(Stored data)
- - - - -

//! Retry with exponential backoff for transient model service failures.

use std::future::Future;
use std::time::Duration;
use turnstile_core::error::ProviderError;
use tracing::warn;

/// How many times to retry and how long to wait in between.
#[derive(Debug, Clone, Copy)]
pub struct RetryPolicy {
    pub max_retries: u32,
    pub base_delay: Duration,
    pub max_delay: Duration,
}

impl Default for RetryPolicy {
    fn default() -> Self {
        Self {
            max_retries: 5,
            base_delay: Duration::from_secs(1),
            max_delay: Duration::from_secs(30),
        }
    }
}

impl RetryPolicy {
    pub fn new(max_retries: u32) -> Self {
        Self {
            max_retries,
            ..Self::default()
        }
    }

    /// Delay before retry number `attempt` (zero-based).
    ///
    /// Doubles from `base_delay`, capped at `max_delay`. A rate limit that
    /// names a longer wait is honoured up to the cap.
    pub fn delay_for(&self, attempt: u32, error: &ProviderError) -> Duration {
        let exp = self
            .base_delay
            .saturating_mul(2u32.saturating_pow(attempt))
            .min(self.max_delay);
        match error {
            ProviderError::RateLimited { retry_after_secs } => {
                exp.max(Duration::from_secs(*retry_after_secs)).min(self.max_delay)
            }
            _ => exp,
        }
    }

    /// Run `op` until it succeeds, fails permanently, or retries run out.
    pub async fn run<T, F, Fut>(&self, label: &str, mut op: F) -> Result<T, ProviderError>
    where
        F: FnMut() -> Fut,
        Fut: Future<Output = Result<T, ProviderError>>,
    {
        let mut attempt = 0;
        loop {
            match op().await {
                Ok(value) => return Ok(value),
                Err(e) if !e.is_transient() => return Err(e),
                Err(e) if attempt >= self.max_retries => {
                    return Err(ProviderError::Exhausted {
                        attempts: attempt + 1,
                        last_error: e.to_string(),
                    });
                }
                Err(e) => {
                    let delay = self.delay_for(attempt, &e);
                    warn!(
                        service = %label,
                        attempt = attempt + 1,
                        delay_ms = delay.as_millis() as u64,
                        error = %e,
                        "Transient failure, retrying"
                    );
                    tokio::time::sleep(delay).await;
                    attempt += 1;
                }
            }
        }
    }
}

- - - - -

Go through the data, and copy each line in which the word "return" appears.

                Ok(value) => return Ok(value),
                Err(e) if !e.is_transient() => return Err(e),
                    return Err(ProviderError::Exhausted {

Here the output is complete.